Его слова озадачивали молодежь. «Папаша» был, это ясно, старичком с заскоком. Таким же существом пребывал он и в обеденном зале за столом, в окружении трех немолодых женщин из Донецка. Женщин поначалу сковывало его соседство, но потом они к нему привыкли. Он понимал, что за пределами этого санатория они другие — живут в трудах и заботах, растят детей, ведут домашнее хозяйство и на работе стараются. Это были крепкие громкоголосые женщины, которым химическая завивка и яркие кримпленовые платья придавали уверенность. Они не стремились в свои за сорок выглядеть моложе, но и стариться раньше времени не желали. Серафим Петрович попытался найти с ними общий язык, но не был понят и даже натолкнулся на непонятную стену пренебрежения к себе. Это его больно обидело, он растерялся, сник и стал приходить на завтрак, обед и ужин к самому концу, когда соседок по столу уже не было.
Через несколько дней ему надоело это унижение, и он уже решил попроситься за другой стол, но случаю было угодно, чтобы он испил чашу незаслуженного к себе отношения до конца.
Желтая ровненькая дорожка тянулась вдоль подстриженных кустов лавра. Кустарник в закатных лучах казался черным. Дорожка то тянулась прямо, то вдруг под острым углом сворачивала в сторону. От всей этой геометрии у Серафима Петровича заболели глаза, он присел на низкую лавочку, вырубленную из цельного ствола, и пригнул голову к коленям.

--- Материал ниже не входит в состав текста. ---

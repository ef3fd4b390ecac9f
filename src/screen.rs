//! Screen Mount Model
//!
//! What a card screen needs on mount: the child's name, the palette, and
//! the category's cards. Loads that finish after the screen was left are
//! discarded.

use serde::Serialize;
use std::future::Future;
use std::sync::atomic::{AtomicBool, Ordering};
use std::sync::Arc;

use crate::audio::{Speaker, SpeechOptions};
use crate::domain::{Card, Category, DomainResult, Theme};
use crate::AppState;

/// Whether a screen is still mounted; clones share the flag
#[derive(Debug, Clone)]
pub struct MountGuard {
    mounted: Arc<AtomicBool>,
}

impl Default for MountGuard {
    fn default() -> Self {
        Self::new()
    }
}

impl MountGuard {
    pub fn new() -> Self {
        Self {
            mounted: Arc::new(AtomicBool::new(true)),
        }
    }

    pub fn is_mounted(&self) -> bool {
        self.mounted.load(Ordering::SeqCst)
    }

    pub fn unmount(&self) {
        self.mounted.store(false, Ordering::SeqCst);
    }

    /// Await `fut`, dropping its result if the screen unmounted meanwhile
    pub async fn run<F: Future>(&self, fut: F) -> Option<F::Output> {
        if !self.is_mounted() {
            return None;
        }
        let output = fut.await;
        self.is_mounted().then_some(output)
    }
}

/// Everything a card grid renders
#[derive(Debug, Clone, Serialize)]
pub struct ScreenModel {
    pub category: Category,
    pub child_name: String,
    pub theme: &'static Theme,
    pub cards: Vec<Card>,
}

/// Load a category screen; `None` if it was left before loading finished
pub async fn mount_category_screen(
    state: &AppState,
    category: Category,
    guard: &MountGuard,
) -> DomainResult<Option<ScreenModel>> {
    let profile = state.profiles.profile_or_default();
    let theme = state.profiles.theme();

    let Some(cards) = guard.run(state.cards.load_collection(category)).await else {
        log::debug!("{} screen left before cards loaded", category);
        return Ok(None);
    };

    Ok(Some(ScreenModel {
        category,
        child_name: profile.display_name().to_string(),
        theme,
        cards: cards?,
    }))
}

/// Speak a tapped card
pub fn tap_card(speaker: &dyn Speaker, options: &SpeechOptions, card: &Card) {
    speaker.speak(&card.label, options);
}
// Copyright (c) 2023 Hemashushu <hippospark@gmail.com>, All rights reserved.
//
// This Source Code Form is subject to the terms of
// the Mozilla Public License version 2.0 and additional exceptions,
// more details in file LICENSE and CONTRIBUTING.

// token types:
//
// - directive: '.' + keyword, e.g. `.machine`, `.func`, `.end`
//   (the keyword is stored lower-cased, without the dot)
// - label: identifier + ':', e.g. `loop:`
// - name: /a-zA-Z_/ + /a-zA-Z0-9_/*, a mnemonic, keyword or symbol
// - number: decimal or 0x-prefixed hex, e.g. `211`, `0x1f`
// - comment: from ';' to the end of the line

use fluxvm_types::AssembleError;

#[derive(Debug, PartialEq, Clone)]
pub enum Token {
    Directive(String),
    Label(String),
    Name(String),
    Number(u32),
}

fn is_identifier(text: &str) -> bool {
    let mut chars = text.chars();
    match chars.next() {
        Some(first) if first.is_ascii_alphabetic() || first == '_' => {}
        _ => return false,
    }
    chars.all(|ch| ch.is_ascii_alphanumeric() || ch == '_')
}

pub fn lex_number(text: &str, line: usize) -> Result<u32, AssembleError> {
    let parsed = if let Some(hex) = text.strip_prefix("0x").or_else(|| text.strip_prefix("0X")) {
        u32::from_str_radix(hex, 16)
    } else {
        text.parse::<u32>()
    };
    parsed.map_err(|_| AssembleError::NumericOutOfRange {
        text: text.to_string(),
        line,
    })
}

/// tokenizes one source line; the comment part is discarded
pub fn lex_line(line_text: &str, line: usize) -> Result<Vec<Token>, AssembleError> {
    let code = match line_text.find(';') {
        Some(position) => &line_text[..position],
        None => line_text,
    };

    let mut tokens = Vec::new();
    for word in code.split_whitespace() {
        if let Some(keyword) = word.strip_prefix('.') {
            if !is_identifier(keyword) {
                return Err(AssembleError::SyntaxError {
                    message: format!("invalid directive \"{}\"", word),
                    line,
                });
            }
            tokens.push(Token::Directive(keyword.to_lowercase()));
        } else if let Some(name) = word.strip_suffix(':') {
            if !is_identifier(name) {
                return Err(AssembleError::SyntaxError {
                    message: format!("invalid label \"{}\"", word),
                    line,
                });
            }
            tokens.push(Token::Label(name.to_string()));
        } else if word.starts_with(|ch: char| ch.is_ascii_digit()) {
            tokens.push(Token::Number(lex_number(word, line)?));
        } else if is_identifier(word) {
            tokens.push(Token::Name(word.to_string()));
        } else {
            return Err(AssembleError::SyntaxError {
                message: format!("unexpected token \"{}\"", word),
                line,
            });
        }
    }
    Ok(tokens)
}

#[cfg(test)]
mod tests {
    use fluxvm_types::AssembleError;
    use pretty_assertions::assert_eq;

    use super::{lex_line, Token};

    #[test]
    fn test_lex_directive_line() {
        assert_eq!(
            lex_line(".machine pulse locals 5 functions 3", 1).unwrap(),
            vec![
                Token::Directive("machine".to_string()),
                Token::Name("pulse".to_string()),
                Token::Name("locals".to_string()),
                Token::Number(5),
                Token::Name("functions".to_string()),
                Token::Number(3),
            ]
        );
    }

    #[test]
    fn test_lex_numbers_and_comments() {
        assert_eq!(
            lex_line("PUSH 0x1F ; the immediate", 3).unwrap(),
            vec![Token::Name("PUSH".to_string()), Token::Number(0x1f)]
        );
        assert_eq!(lex_line("; only a comment", 4).unwrap(), vec![]);
        assert_eq!(lex_line("", 5).unwrap(), vec![]);
    }

    #[test]
    fn test_lex_label() {
        assert_eq!(
            lex_line("again:", 2).unwrap(),
            vec![Token::Label("again".to_string())]
        );
    }

    #[test]
    fn test_lex_rejects_oversized_numbers() {
        assert_eq!(
            lex_line("PUSH 99999999999", 7),
            Err(AssembleError::NumericOutOfRange {
                text: "99999999999".to_string(),
                line: 7
            })
        );
    }

    #[test]
    fn test_lex_rejects_bad_tokens() {
        assert!(matches!(
            lex_line("PUSH @foo", 2),
            Err(AssembleError::SyntaxError { line: 2, .. })
        ));
        assert!(matches!(
            lex_line(".:", 2),
            Err(AssembleError::SyntaxError { line: 2, .. })
        ));
    }
}
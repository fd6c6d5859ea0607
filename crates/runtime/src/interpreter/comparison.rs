// Copyright (c) 2023 Hemashushu <hippospark@gmail.com>, All rights reserved.
//
// This Source Code Form is subject to the terms of
// the Mozilla Public License version 2.0 and additional exceptions,
// more details in file LICENSE and CONTRIBUTING.

// every branch pops `target`, then `lhs`, then `rhs`, and jumps when
// the comparison on StackWords holds. push order is therefore
// rhs, lhs, target.

use fluxvm_types::{StackWord, VmError};

use crate::{context::MachineContext, interpreter::InterpretControl};

fn branch(
    ctx: &mut MachineContext,
    condition: impl FnOnce(StackWord, StackWord) -> bool,
) -> Result<InterpretControl, VmError> {
    let target = ctx.pop_code_address()?;
    let lhs = ctx.pop()?;
    let rhs = ctx.pop()?;
    if condition(lhs, rhs) {
        Ok(InterpretControl::Jump(target))
    } else {
        Ok(InterpretControl::MoveOn(1))
    }
}

pub fn brlt(ctx: &mut MachineContext) -> Result<InterpretControl, VmError> {
    branch(ctx, |lhs, rhs| lhs < rhs)
}

pub fn brlte(ctx: &mut MachineContext) -> Result<InterpretControl, VmError> {
    branch(ctx, |lhs, rhs| lhs <= rhs)
}

pub fn brgt(ctx: &mut MachineContext) -> Result<InterpretControl, VmError> {
    branch(ctx, |lhs, rhs| lhs > rhs)
}

pub fn brgte(ctx: &mut MachineContext) -> Result<InterpretControl, VmError> {
    branch(ctx, |lhs, rhs| lhs >= rhs)
}

pub fn breq(ctx: &mut MachineContext) -> Result<InterpretControl, VmError> {
    branch(ctx, |lhs, rhs| lhs == rhs)
}
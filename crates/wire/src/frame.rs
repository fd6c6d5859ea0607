// Copyright (c) 2023 Hemashushu <hippospark@gmail.com>, All rights reserved.
//
// This Source Code Form is subject to the terms of
// the Mozilla Public License version 2.0 and additional exceptions,
// more details in file LICENSE and CONTRIBUTING.

// COBS (consistent overhead byte stuffing)
//
// the payload is split into groups of at most 254 non-zero bytes;
// each group is preceded by one header byte holding the distance to
// the next header. a header of 0xff means "254 data bytes follow and
// no zero is implied"; any smaller header implies a zero byte after
// the group (except at the very end of the frame).
//
//   payload        encoded
//   []             [01]
//   [00]           [01 01]
//   [11 22 00 33]  [03 11 22 02 33]
//
// the encoded form never contains 0x00, so the receiver can treat
// every 0x00 on the wire as an end-of-frame marker.

use crate::WireError;

pub fn cobs_encode(payload: &[u8]) -> Vec<u8> {
    let mut encoded = Vec::with_capacity(payload.len() + payload.len() / 254 + 2);

    let mut group_start = encoded.len();
    encoded.push(0); // header placeholder
    let mut group_len: u8 = 1;

    for &byte in payload {
        if byte == 0 {
            encoded[group_start] = group_len;
            group_start = encoded.len();
            encoded.push(0);
            group_len = 1;
        } else {
            encoded.push(byte);
            group_len += 1;
            if group_len == 0xff {
                encoded[group_start] = group_len;
                group_start = encoded.len();
                encoded.push(0);
                group_len = 1;
            }
        }
    }

    encoded[group_start] = group_len;
    encoded
}

pub fn cobs_decode(encoded: &[u8]) -> Result<Vec<u8>, WireError> {
    let mut payload = Vec::with_capacity(encoded.len());
    let mut position = 0;

    while position < encoded.len() {
        let header = encoded[position];
        if header == 0 {
            return Err(WireError::InvalidFrame);
        }
        let group_end = position + header as usize;
        if group_end > encoded.len() {
            return Err(WireError::InvalidFrame);
        }

        payload.extend_from_slice(&encoded[position + 1..group_end]);

        position = group_end;
        // a full group implies no zero; a shorter one implies a zero
        // byte unless the frame ends here
        if header != 0xff && position < encoded.len() {
            payload.push(0);
        }
    }

    Ok(payload)
}

/// a complete wire frame: the stuffed payload plus the terminator
pub fn encode_frame(payload: &[u8]) -> Vec<u8> {
    let mut frame = cobs_encode(payload);
    frame.push(0);
    frame
}

/// the receive side: accumulates raw bytes and yields one decoded
/// payload per `0x00` terminator.
///
/// owns its input buffer; it never aliases VM memory.
#[derive(Default)]
pub struct FrameAccumulator {
    buffer: Vec<u8>,
}

impl FrameAccumulator {
    pub fn new() -> Self {
        Self { buffer: Vec::new() }
    }

    /// feeds received bytes, returning the payloads of all frames
    /// completed by this chunk.
    ///
    /// a malformed frame is dropped and reported, the accumulator
    /// stays usable for the following frames.
    pub fn feed(&mut self, bytes: &[u8]) -> Vec<Result<Vec<u8>, WireError>> {
        let mut payloads = Vec::new();
        for &byte in bytes {
            if byte == 0 {
                if !self.buffer.is_empty() {
                    payloads.push(cobs_decode(&self.buffer));
                    self.buffer.clear();
                }
            } else {
                self.buffer.push(byte);
            }
        }
        payloads
    }
}

#[cfg(test)]
mod tests {
    use pretty_assertions::assert_eq;

    use super::{cobs_decode, cobs_encode, encode_frame, FrameAccumulator};

    #[test]
    fn test_cobs_round_trip() {
        let cases: Vec<Vec<u8>> = vec![
            vec![],
            vec![0],
            vec![0, 0],
            vec![0x11, 0x22, 0x00, 0x33],
            vec![0x11, 0x00],
            vec![0x00, 0x11],
            (1..=255u8).collect(),
            vec![0xaa; 600],
            vec![0x00; 300],
        ];

        for payload in cases {
            let encoded = cobs_encode(&payload);
            assert!(!encoded.contains(&0), "encoded frame must be zero-free");
            assert_eq!(cobs_decode(&encoded).unwrap(), payload);
        }
    }

    #[test]
    fn test_cobs_known_vectors() {
        assert_eq!(cobs_encode(&[]), vec![0x01]);
        assert_eq!(cobs_encode(&[0x00]), vec![0x01, 0x01]);
        assert_eq!(
            cobs_encode(&[0x11, 0x22, 0x00, 0x33]),
            vec![0x03, 0x11, 0x22, 0x02, 0x33]
        );
    }

    #[test]
    fn test_accumulator_splits_frames() {
        let mut accumulator = FrameAccumulator::new();

        let mut stream = encode_frame(&[1, 2, 3]);
        stream.extend(encode_frame(&[0, 0, 9]));

        // deliver in two arbitrary chunks
        let (first, second) = stream.split_at(4);
        let mut payloads = accumulator.feed(first);
        payloads.extend(accumulator.feed(second));

        let payloads: Vec<Vec<u8>> =
            payloads.into_iter().map(|payload| payload.unwrap()).collect();
        assert_eq!(payloads, vec![vec![1, 2, 3], vec![0, 0, 9]]);
    }

    #[test]
    fn test_accumulator_recovers_after_bad_frame() {
        let mut accumulator = FrameAccumulator::new();

        // header claims 5 bytes but only 2 follow
        let mut stream = vec![0x05, 0x11, 0x22, 0x00];
        stream.extend(encode_frame(&[7]));

        let payloads = accumulator.feed(&stream);
        assert_eq!(payloads.len(), 2);
        assert!(payloads[0].is_err());
        assert_eq!(payloads[1], Ok(vec![7]));
    }
}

Громкий смех за зеленой оградой лавровых кустов оборвал его мысли. Он не вздрогнул, даже не поднял головы. Голоса были знакомые, смеялись на другой скамейке, отгороженной от него подстриженным кустарником.
— …Зато в столице бы жила. В метро разъезжала. А знаешь, какая у него квартира? С цветным телевизором.
«Что смешного в квартире с цветным телевизором?» — подумал Серафим Петрович.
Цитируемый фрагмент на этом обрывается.